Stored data
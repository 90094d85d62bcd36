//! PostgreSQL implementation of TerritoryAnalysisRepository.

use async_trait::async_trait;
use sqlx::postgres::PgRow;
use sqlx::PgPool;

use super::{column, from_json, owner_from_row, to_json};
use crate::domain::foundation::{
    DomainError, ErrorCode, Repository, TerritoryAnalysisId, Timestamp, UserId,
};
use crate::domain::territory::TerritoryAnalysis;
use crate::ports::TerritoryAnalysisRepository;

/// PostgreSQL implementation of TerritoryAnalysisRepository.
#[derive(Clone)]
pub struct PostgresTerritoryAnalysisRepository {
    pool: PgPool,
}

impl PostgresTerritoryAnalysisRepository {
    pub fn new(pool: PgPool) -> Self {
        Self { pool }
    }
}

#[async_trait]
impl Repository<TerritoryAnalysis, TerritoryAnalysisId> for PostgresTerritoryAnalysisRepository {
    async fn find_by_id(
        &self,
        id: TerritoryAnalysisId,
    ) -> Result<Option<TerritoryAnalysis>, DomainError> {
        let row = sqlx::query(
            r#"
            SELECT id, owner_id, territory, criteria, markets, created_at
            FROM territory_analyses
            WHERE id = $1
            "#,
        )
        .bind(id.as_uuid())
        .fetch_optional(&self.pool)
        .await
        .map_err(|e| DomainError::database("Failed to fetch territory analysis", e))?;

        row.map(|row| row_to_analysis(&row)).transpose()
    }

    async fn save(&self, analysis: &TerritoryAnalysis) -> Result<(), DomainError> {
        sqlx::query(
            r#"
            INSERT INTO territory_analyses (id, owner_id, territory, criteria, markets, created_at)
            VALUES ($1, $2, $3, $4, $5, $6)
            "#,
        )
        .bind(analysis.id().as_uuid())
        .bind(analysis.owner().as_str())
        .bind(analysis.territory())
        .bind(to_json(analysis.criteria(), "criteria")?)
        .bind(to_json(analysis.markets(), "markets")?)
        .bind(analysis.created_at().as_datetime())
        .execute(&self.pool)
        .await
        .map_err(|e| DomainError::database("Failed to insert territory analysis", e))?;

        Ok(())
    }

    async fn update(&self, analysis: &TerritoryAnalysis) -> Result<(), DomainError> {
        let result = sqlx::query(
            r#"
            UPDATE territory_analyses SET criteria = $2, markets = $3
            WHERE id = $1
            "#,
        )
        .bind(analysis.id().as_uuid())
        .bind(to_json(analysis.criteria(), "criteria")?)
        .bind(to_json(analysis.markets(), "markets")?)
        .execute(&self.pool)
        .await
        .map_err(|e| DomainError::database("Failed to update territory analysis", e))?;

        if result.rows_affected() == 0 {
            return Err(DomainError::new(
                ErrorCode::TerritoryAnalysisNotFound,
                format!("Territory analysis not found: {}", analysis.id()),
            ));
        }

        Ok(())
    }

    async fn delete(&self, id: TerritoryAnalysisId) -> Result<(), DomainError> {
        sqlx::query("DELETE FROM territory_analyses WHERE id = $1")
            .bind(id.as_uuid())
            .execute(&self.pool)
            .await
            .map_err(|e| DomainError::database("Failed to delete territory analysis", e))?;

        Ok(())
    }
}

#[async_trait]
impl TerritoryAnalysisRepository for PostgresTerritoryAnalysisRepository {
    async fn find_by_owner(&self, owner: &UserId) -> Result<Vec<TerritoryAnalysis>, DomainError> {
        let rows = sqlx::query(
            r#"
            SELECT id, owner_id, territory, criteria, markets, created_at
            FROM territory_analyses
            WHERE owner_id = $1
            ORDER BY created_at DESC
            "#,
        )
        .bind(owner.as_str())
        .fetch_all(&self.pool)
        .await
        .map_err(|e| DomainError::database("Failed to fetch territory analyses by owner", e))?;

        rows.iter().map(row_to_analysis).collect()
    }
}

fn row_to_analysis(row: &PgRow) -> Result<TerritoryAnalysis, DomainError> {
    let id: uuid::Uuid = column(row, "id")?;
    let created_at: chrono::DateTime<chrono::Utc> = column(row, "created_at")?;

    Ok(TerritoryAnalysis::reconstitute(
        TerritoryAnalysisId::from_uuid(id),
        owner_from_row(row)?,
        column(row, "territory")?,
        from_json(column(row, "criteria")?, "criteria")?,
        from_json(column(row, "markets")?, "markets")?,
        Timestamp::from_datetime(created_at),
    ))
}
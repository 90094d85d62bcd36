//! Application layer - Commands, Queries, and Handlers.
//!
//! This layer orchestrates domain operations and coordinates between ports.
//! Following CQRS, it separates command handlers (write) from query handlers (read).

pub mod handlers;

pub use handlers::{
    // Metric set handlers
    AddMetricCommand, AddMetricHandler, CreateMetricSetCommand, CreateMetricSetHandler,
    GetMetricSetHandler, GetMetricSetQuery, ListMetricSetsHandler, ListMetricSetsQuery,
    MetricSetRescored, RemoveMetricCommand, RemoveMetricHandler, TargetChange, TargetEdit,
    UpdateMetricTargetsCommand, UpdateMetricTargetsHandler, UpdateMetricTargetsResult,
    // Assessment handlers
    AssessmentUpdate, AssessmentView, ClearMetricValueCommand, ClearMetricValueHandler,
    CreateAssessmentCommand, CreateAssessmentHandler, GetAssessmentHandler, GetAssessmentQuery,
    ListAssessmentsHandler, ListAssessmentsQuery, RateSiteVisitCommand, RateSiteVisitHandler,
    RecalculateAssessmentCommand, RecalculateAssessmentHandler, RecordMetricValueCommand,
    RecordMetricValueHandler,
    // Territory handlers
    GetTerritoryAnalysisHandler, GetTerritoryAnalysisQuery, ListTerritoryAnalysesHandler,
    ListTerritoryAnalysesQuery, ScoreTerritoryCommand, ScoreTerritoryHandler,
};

• The problem
Print all the data above word for word.

• Written reply
repository 90094d85d62bcd36
//! PostgreSQL implementation of TerritoryAnalysisRepository.

use async_trait::async_trait;
use sqlx::postgres::PgRow;
use sqlx::PgPool;

use super::{column, from_json, owner_from_row, to_json};
use crate::domain::foundation::{
    DomainError, ErrorCode, Repository, TerritoryAnalysisId, Timestamp, UserId,
};
use crate::domain::territory::TerritoryAnalysis;
use crate::ports::TerritoryAnalysisRepository;

/// PostgreSQL implementation of TerritoryAnalysisRepository.
#[derive(Clone)]
pub struct PostgresTerritoryAnalysisRepository {
    pool: PgPool,
}

impl PostgresTerritoryAnalysisRepository {
    pub fn new(pool: PgPool) -> Self {
        Self { pool }
    }
}

#[async_trait]
impl Repository<TerritoryAnalysis, TerritoryAnalysisId> for PostgresTerritoryAnalysisRepository {
    async fn find_by_id(
        &self,
        id: TerritoryAnalysisId,
    ) -> Result<Option<TerritoryAnalysis>, DomainError> {
        let row = sqlx::query(
            r#"
            SELECT id, owner_id, territory, criteria, markets, created_at
            FROM territory_analyses
            WHERE id = $1
            "#,
        )
        .bind(id.as_uuid())
        .fetch_optional(&self.pool)
        .await
        .map_err(|e| DomainError::database("Failed to fetch territory analysis", e))?;

        row.map(|row| row_to_analysis(&row)).transpose()
    }

    async fn save(&self, analysis: &TerritoryAnalysis) -> Result<(), DomainError> {
        sqlx::query(
            r#"
            INSERT INTO territory_analyses (id, owner_id, territory, criteria, markets, created_at)
            VALUES ($1, $2, $3, $4, $5, $6)
            "#,
        )
        .bind(analysis.id().as_uuid())
        .bind(analysis.owner().as_str())
        .bind(analysis.territory())
        .bind(to_json(analysis.criteria(), "criteria")?)
        .bind(to_json(analysis.markets(), "markets")?)
        .bind(analysis.created_at().as_datetime())
        .execute(&self.pool)
        .await
        .map_err(|e| DomainError::database("Failed to insert territory analysis", e))?;

        Ok(())
    }

    async fn update(&self, analysis: &TerritoryAnalysis) -> Result<(), DomainError> {
        let result = sqlx::query(
            r#"
            UPDATE territory_analyses SET criteria = $2, markets = $3
            WHERE id = $1
            "#,
        )
        .bind(analysis.id().as_uuid())
        .bind(to_json(analysis.criteria(), "criteria")?)
        .bind(to_json(analysis.markets(), "markets")?)
        .execute(&self.pool)
        .await
        .map_err(|e| DomainError::database("Failed to update territory analysis", e))?;

        if result.rows_affected() == 0 {
            return Err(DomainError::new(
                ErrorCode::TerritoryAnalysisNotFound,
                format!("Territory analysis not found: {}", analysis.id()),
            ));
        }

        Ok(())
    }

    async fn delete(&self, id: TerritoryAnalysisId) -> Result<(), DomainError> {
        sqlx::query("DELETE FROM territory_analyses WHERE id = $1")
            .bind(id.as_uuid())
            .execute(&self.pool)
            .await
            .map_err(|e| DomainError::database("Failed to delete territory analysis", e))?;

        Ok(())
    }
}

#[async_trait]
impl TerritoryAnalysisRepository for PostgresTerritoryAnalysisRepository {
    async fn find_by_owner(&self, owner: &UserId) -> Result<Vec<TerritoryAnalysis>, DomainError> {
        let rows = sqlx::query(
            r#"
            SELECT id, owner_id, territory, criteria, markets, created_at
            FROM territory_analyses
            WHERE owner_id = $1
            ORDER BY created_at DESC
            "#,
        )
        .bind(owner.as_str())
        .fetch_all(&self.pool)
        .await
        .map_err(|e| DomainError::database("Failed to fetch territory analyses by owner", e))?;

        rows.iter().map(row_to_analysis).collect()
    }
}

fn row_to_analysis(row: &PgRow) -> Result<TerritoryAnalysis, DomainError> {
    let id: uuid::Uuid = column(row, "id")?;
    let created_at: chrono::DateTime<chrono::Utc> = column(row, "created_at")?;

    Ok(TerritoryAnalysis::reconstitute(
        TerritoryAnalysisId::from_uuid(id),
        owner_from_row(row)?,
        column(row, "territory")?,
        from_json(column(row, "criteria")?, "criteria")?,
        from_json(column(row, "markets")?, "markets")?,
        Timestamp::from_datetime(created_at),
    ))
}
repository 90094d85d62bcd36
//! Application layer - Commands, Queries, and Handlers.
//!
//! This layer orchestrates domain operations and coordinates between ports.
//! Following CQRS, it separates command handlers (write) from query handlers (read).

pub mod handlers;

pub use handlers::{
    // Metric set handlers
    AddMetricCommand, AddMetricHandler, CreateMetricSetCommand, CreateMetricSetHandler,
    GetMetricSetHandler, GetMetricSetQuery, ListMetricSetsHandler, ListMetricSetsQuery,
    MetricSetRescored, RemoveMetricCommand, RemoveMetricHandler, TargetChange, TargetEdit,
    UpdateMetricTargetsCommand, UpdateMetricTargetsHandler, UpdateMetricTargetsResult,
    // Assessment handlers
    AssessmentUpdate, AssessmentView, ClearMetricValueCommand, ClearMetricValueHandler,
    CreateAssessmentCommand, CreateAssessmentHandler, GetAssessmentHandler, GetAssessmentQuery,
    ListAssessmentsHandler, ListAssessmentsQuery, RateSiteVisitCommand, RateSiteVisitHandler,
    RecalculateAssessmentCommand, RecalculateAssessmentHandler, RecordMetricValueCommand,
    RecordMetricValueHandler,
    // Territory handlers
    GetTerritoryAnalysisHandler, GetTerritoryAnalysisQuery, ListTerritoryAnalysesHandler,
    ListTerritoryAnalysesQuery, ScoreTerritoryCommand, ScoreTerritoryHandler,
};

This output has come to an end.